» **WORK TASK**: Hand back all of the records exactly as they read.

» **GIVEN RECORDS**:
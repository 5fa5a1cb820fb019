//! Offline evaluation harness for the integrators.
//!
//! Synthetic cases draw a ground truth per domain, then let every classifier
//! flip the truth with a known error rate. The integrators only see the
//! flipped outputs; their estimates are scored against the injected rates and
//! the hidden labels.

use rand::rngs::StdRng;
use rand::{Rng, SeedableRng};
use serde::Serialize;
use tracing::info;

use crate::data::{
    ErrorRate, ErrorRates, IntegratedData, Label, ObservedInstance, PredictedInstance,
    DECISION_THRESHOLD,
};
use crate::integrator::{IntegratorError, IntegratorKind};

// =============================================================================
// Synthetic case definitions
// =============================================================================

#[derive(Debug, Clone)]
pub struct SyntheticCase {
    pub name: &'static str,
    pub domains: usize,
    pub instances_per_domain: usize,
    /// Error rate of classifier j, shared by every domain.
    pub error_rates: Vec<f64>,
    /// Per-domain error rates; overrides `error_rates` when set.
    pub domain_error_rates: Option<Vec<Vec<f64>>>,
    /// Probability that a true label is 1.
    pub label_prior: f64,
    pub seed: u64,
}

/// Generated predictions plus the truth they were drawn from.
#[derive(Debug, Clone)]
pub struct SyntheticDataset {
    pub predicted: Vec<PredictedInstance>,
    pub observed: Vec<ObservedInstance>,
    pub true_error_rates: ErrorRates,
}

#[derive(Debug, Clone, Serialize)]
pub struct EvaluationMetrics {
    /// Mean absolute deviation between estimated and injected error rates.
    pub error_rate_mad: f64,
    /// Mean of `1 - |p - y|` over instances.
    pub label_accuracy: f64,
    /// Share of instances whose thresholded probability equals the truth.
    pub hard_label_accuracy: f64,
}

#[derive(Debug, Clone, Serialize)]
pub struct EvaluationResult {
    pub case_name: String,
    pub method: String,
    pub metrics: EvaluationMetrics,
}

impl SyntheticCase {
    pub fn domain_label(domain: usize) -> Label {
        Label::new(format!("domain_{domain}"))
    }

    pub fn number_of_classifiers(&self) -> usize {
        match &self.domain_error_rates {
            Some(rates) => rates.first().map_or(0, Vec::len),
            None => self.error_rates.len(),
        }
    }

    pub fn true_error_rate(&self, domain: usize, classifier: usize) -> f64 {
        match &self.domain_error_rates {
            Some(rates) => rates[domain][classifier],
            None => self.error_rates[classifier],
        }
    }

    /// Draw the dataset. Identical for identical seeds.
    pub fn generate(&self) -> SyntheticDataset {
        let mut rng = StdRng::seed_from_u64(self.seed);
        let classifiers = self.number_of_classifiers();
        let instances = self.domains * self.instances_per_domain;
        let mut predicted = Vec::with_capacity(instances * classifiers);
        let mut observed = Vec::with_capacity(instances);
        let mut true_error_rates = Vec::with_capacity(self.domains * classifiers);

        for p in 0..self.domains {
            let label = Self::domain_label(p);
            for i in 0..self.instances_per_domain {
                let id = i as i64;
                let truth = rng.gen_bool(self.label_prior);
                observed.push(ObservedInstance::new(id, label.clone(), truth));
                for j in 0..classifiers {
                    let flipped = rng.gen_bool(self.true_error_rate(p, j));
                    let value = continuous_output(&mut rng, truth != flipped);
                    predicted.push(PredictedInstance::new(id, label.clone(), j as i64, value));
                }
            }
            for j in 0..classifiers {
                true_error_rates.push(ErrorRate {
                    label: label.clone(),
                    function_id: j as i64,
                    value: self.true_error_rate(p, j),
                });
            }
        }

        SyntheticDataset {
            predicted,
            observed,
            true_error_rates: ErrorRates::new(true_error_rates),
        }
    }
}

// =============================================================================
// Public API
// =============================================================================

pub fn synthetic_cases() -> Vec<SyntheticCase> {
    vec![
        SyntheticCase {
            name: "three_classifiers_2x20",
            domains: 2,
            instances_per_domain: 20,
            error_rates: vec![0.1, 0.3, 0.4],
            domain_error_rates: None,
            label_prior: 0.5,
            seed: 42,
        },
        SyntheticCase {
            name: "five_classifiers_4x50",
            domains: 4,
            instances_per_domain: 50,
            error_rates: vec![0.05, 0.1, 0.2, 0.3, 0.45],
            domain_error_rates: None,
            label_prior: 0.3,
            seed: 43,
        },
        SyntheticCase {
            name: "shifted_domains_4x40",
            domains: 4,
            instances_per_domain: 40,
            error_rates: Vec::new(),
            domain_error_rates: Some(vec![
                vec![0.1, 0.2, 0.3],
                vec![0.1, 0.2, 0.3],
                vec![0.3, 0.2, 0.1],
                vec![0.3, 0.2, 0.1],
            ]),
            label_prior: 0.5,
            seed: 44,
        },
        SyntheticCase {
            name: "single_classifier_1x30",
            domains: 1,
            instances_per_domain: 30,
            error_rates: vec![0.2],
            domain_error_rates: None,
            label_prior: 0.6,
            seed: 45,
        },
    ]
}

/// Run every case (or only the one named `filter`) through `method`.
pub fn run_synthetic_suite(
    filter: Option<&str>,
    method: &IntegratorKind,
) -> Result<Vec<EvaluationResult>, IntegratorError> {
    synthetic_cases()
        .into_iter()
        .filter(|case| filter.map_or(true, |name| case.name == name))
        .map(|case| run_synthetic_case(&case, method))
        .collect()
}

/// The case seed also seeds the sampler, so results are reproducible.
pub fn run_synthetic_case(
    case: &SyntheticCase,
    method: &IntegratorKind,
) -> Result<EvaluationResult, IntegratorError> {
    let dataset = case.generate();
    let mut integrator = method.clone().with_seed(case.seed).build(&dataset.predicted)?;
    let error_rates = integrator.error_rates(false)?.clone();
    let integrated = integrator.integrated_data(false)?;
    let metrics = evaluate(
        &error_rates,
        integrated,
        &dataset.observed,
        &dataset.true_error_rates,
    );
    info!(
        case = case.name,
        method = method.name(),
        mad = metrics.error_rate_mad,
        accuracy = metrics.label_accuracy,
        "synthetic case evaluated"
    );
    Ok(EvaluationResult {
        case_name: case.name.to_string(),
        method: method.name().to_string(),
        metrics,
    })
}

/// Score estimates against the truth. Rows missing from the estimates are
/// skipped; an empty comparison scores 0.
pub fn evaluate(
    error_rates: &ErrorRates,
    integrated: &IntegratedData,
    observed: &[ObservedInstance],
    true_error_rates: &ErrorRates,
) -> EvaluationMetrics {
    let deviations: Vec<f64> = true_error_rates
        .iter()
        .filter_map(|truth| {
            error_rates
                .get(&truth.label, truth.function_id)
                .map(|estimate| (estimate - truth.value).abs())
        })
        .collect();

    let mut soft = Vec::with_capacity(observed.len());
    let mut hard = Vec::with_capacity(observed.len());
    for row in observed {
        if let Some(p) = integrated.get(&row.label, row.id) {
            let y = if row.value { 1.0 } else { 0.0 };
            soft.push(1.0 - (p - y).abs());
            hard.push(if (p >= DECISION_THRESHOLD) == row.value { 1.0 } else { 0.0 });
        }
    }

    EvaluationMetrics {
        error_rate_mad: mean(&deviations),
        label_accuracy: mean(&soft),
        hard_label_accuracy: mean(&hard),
    }
}

// =============================================================================
// Helpers
// =============================================================================

/// Continuous prediction on the correct side of the decision threshold.
fn continuous_output(rng: &mut StdRng, positive: bool) -> f64 {
    if positive {
        rng.gen_range(DECISION_THRESHOLD..=1.0)
    } else {
        rng.gen_range(0.0..DECISION_THRESHOLD)
    }
}

fn mean(values: &[f64]) -> f64 {
    if values.is_empty() {
        0.0
    } else {
        values.iter().sum::<f64>() / values.len() as f64
    }
}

» **ANSWER FOR THIS EXERCISE**:
repository 5fa5a1cb820fb019
//! Offline evaluation harness for the integrators.
//!
//! Synthetic cases draw a ground truth per domain, then let every classifier
//! flip the truth with a known error rate. The integrators only see the
//! flipped outputs; their estimates are scored against the injected rates and
//! the hidden labels.

use rand::rngs::StdRng;
use rand::{Rng, SeedableRng};
use serde::Serialize;
use tracing::info;

use crate::data::{
    ErrorRate, ErrorRates, IntegratedData, Label, ObservedInstance, PredictedInstance,
    DECISION_THRESHOLD,
};
use crate::integrator::{IntegratorError, IntegratorKind};

// =============================================================================
// Synthetic case definitions
// =============================================================================

#[derive(Debug, Clone)]
pub struct SyntheticCase {
    pub name: &'static str,
    pub domains: usize,
    pub instances_per_domain: usize,
    /// Error rate of classifier j, shared by every domain.
    pub error_rates: Vec<f64>,
    /// Per-domain error rates; overrides `error_rates` when set.
    pub domain_error_rates: Option<Vec<Vec<f64>>>,
    /// Probability that a true label is 1.
    pub label_prior: f64,
    pub seed: u64,
}

/// Generated predictions plus the truth they were drawn from.
#[derive(Debug, Clone)]
pub struct SyntheticDataset {
    pub predicted: Vec<PredictedInstance>,
    pub observed: Vec<ObservedInstance>,
    pub true_error_rates: ErrorRates,
}

#[derive(Debug, Clone, Serialize)]
pub struct EvaluationMetrics {
    /// Mean absolute deviation between estimated and injected error rates.
    pub error_rate_mad: f64,
    /// Mean of `1 - |p - y|` over instances.
    pub label_accuracy: f64,
    /// Share of instances whose thresholded probability equals the truth.
    pub hard_label_accuracy: f64,
}

#[derive(Debug, Clone, Serialize)]
pub struct EvaluationResult {
    pub case_name: String,
    pub method: String,
    pub metrics: EvaluationMetrics,
}

impl SyntheticCase {
    pub fn domain_label(domain: usize) -> Label {
        Label::new(format!("domain_{domain}"))
    }

    pub fn number_of_classifiers(&self) -> usize {
        match &self.domain_error_rates {
            Some(rates) => rates.first().map_or(0, Vec::len),
            None => self.error_rates.len(),
        }
    }

    pub fn true_error_rate(&self, domain: usize, classifier: usize) -> f64 {
        match &self.domain_error_rates {
            Some(rates) => rates[domain][classifier],
            None => self.error_rates[classifier],
        }
    }

    /// Draw the dataset. Identical for identical seeds.
    pub fn generate(&self) -> SyntheticDataset {
        let mut rng = StdRng::seed_from_u64(self.seed);
        let classifiers = self.number_of_classifiers();
        let instances = self.domains * self.instances_per_domain;
        let mut predicted = Vec::with_capacity(instances * classifiers);
        let mut observed = Vec::with_capacity(instances);
        let mut true_error_rates = Vec::with_capacity(self.domains * classifiers);

        for p in 0..self.domains {
            let label = Self::domain_label(p);
            for i in 0..self.instances_per_domain {
                let id = i as i64;
                let truth = rng.gen_bool(self.label_prior);
                observed.push(ObservedInstance::new(id, label.clone(), truth));
                for j in 0..classifiers {
                    let flipped = rng.gen_bool(self.true_error_rate(p, j));
                    let value = continuous_output(&mut rng, truth != flipped);
                    predicted.push(PredictedInstance::new(id, label.clone(), j as i64, value));
                }
            }
            for j in 0..classifiers {
                true_error_rates.push(ErrorRate {
                    label: label.clone(),
                    function_id: j as i64,
                    value: self.true_error_rate(p, j),
                });
            }
        }

        SyntheticDataset {
            predicted,
            observed,
            true_error_rates: ErrorRates::new(true_error_rates),
        }
    }
}

// =============================================================================
// Public API
// =============================================================================

pub fn synthetic_cases() -> Vec<SyntheticCase> {
    vec![
        SyntheticCase {
            name: "three_classifiers_2x20",
            domains: 2,
            instances_per_domain: 20,
            error_rates: vec![0.1, 0.3, 0.4],
            domain_error_rates: None,
            label_prior: 0.5,
            seed: 42,
        },
        SyntheticCase {
            name: "five_classifiers_4x50",
            domains: 4,
            instances_per_domain: 50,
            error_rates: vec![0.05, 0.1, 0.2, 0.3, 0.45],
            domain_error_rates: None,
            label_prior: 0.3,
            seed: 43,
        },
        SyntheticCase {
            name: "shifted_domains_4x40",
            domains: 4,
            instances_per_domain: 40,
            error_rates: Vec::new(),
            domain_error_rates: Some(vec![
                vec![0.1, 0.2, 0.3],
                vec![0.1, 0.2, 0.3],
                vec![0.3, 0.2, 0.1],
                vec![0.3, 0.2, 0.1],
            ]),
            label_prior: 0.5,
            seed: 44,
        },
        SyntheticCase {
            name: "single_classifier_1x30",
            domains: 1,
            instances_per_domain: 30,
            error_rates: vec![0.2],
            domain_error_rates: None,
            label_prior: 0.6,
            seed: 45,
        },
    ]
}

/// Run every case (or only the one named `filter`) through `method`.
pub fn run_synthetic_suite(
    filter: Option<&str>,
    method: &IntegratorKind,
) -> Result<Vec<EvaluationResult>, IntegratorError> {
    synthetic_cases()
        .into_iter()
        .filter(|case| filter.map_or(true, |name| case.name == name))
        .map(|case| run_synthetic_case(&case, method))
        .collect()
}

/// The case seed also seeds the sampler, so results are reproducible.
pub fn run_synthetic_case(
    case: &SyntheticCase,
    method: &IntegratorKind,
) -> Result<EvaluationResult, IntegratorError> {
    let dataset = case.generate();
    let mut integrator = method.clone().with_seed(case.seed).build(&dataset.predicted)?;
    let error_rates = integrator.error_rates(false)?.clone();
    let integrated = integrator.integrated_data(false)?;
    let metrics = evaluate(
        &error_rates,
        integrated,
        &dataset.observed,
        &dataset.true_error_rates,
    );
    info!(
        case = case.name,
        method = method.name(),
        mad = metrics.error_rate_mad,
        accuracy = metrics.label_accuracy,
        "synthetic case evaluated"
    );
    Ok(EvaluationResult {
        case_name: case.name.to_string(),
        method: method.name().to_string(),
        metrics,
    })
}

/// Score estimates against the truth. Rows missing from the estimates are
/// skipped; an empty comparison scores 0.
pub fn evaluate(
    error_rates: &ErrorRates,
    integrated: &IntegratedData,
    observed: &[ObservedInstance],
    true_error_rates: &ErrorRates,
) -> EvaluationMetrics {
    let deviations: Vec<f64> = true_error_rates
        .iter()
        .filter_map(|truth| {
            error_rates
                .get(&truth.label, truth.function_id)
                .map(|estimate| (estimate - truth.value).abs())
        })
        .collect();

    let mut soft = Vec::with_capacity(observed.len());
    let mut hard = Vec::with_capacity(observed.len());
    for row in observed {
        if let Some(p) = integrated.get(&row.label, row.id) {
            let y = if row.value { 1.0 } else { 0.0 };
            soft.push(1.0 - (p - y).abs());
            hard.push(if (p >= DECISION_THRESHOLD) == row.value { 1.0 } else { 0.0 });
        }
    }

    EvaluationMetrics {
        error_rate_mad: mean(&deviations),
        label_accuracy: mean(&soft),
        hard_label_accuracy: mean(&hard),
    }
}

// =============================================================================
// Helpers
// =============================================================================

/// Continuous prediction on the correct side of the decision threshold.
fn continuous_output(rng: &mut StdRng, positive: bool) -> f64 {
    if positive {
        rng.gen_range(DECISION_THRESHOLD..=1.0)
    } else {
        rng.gen_range(0.0..DECISION_THRESHOLD)
    }
}

fn mean(values: &[f64]) -> f64 {
    if values.is_empty() {
        0.0
    } else {
        values.iter().sum::<f64>() / values.len() as f64
    }
}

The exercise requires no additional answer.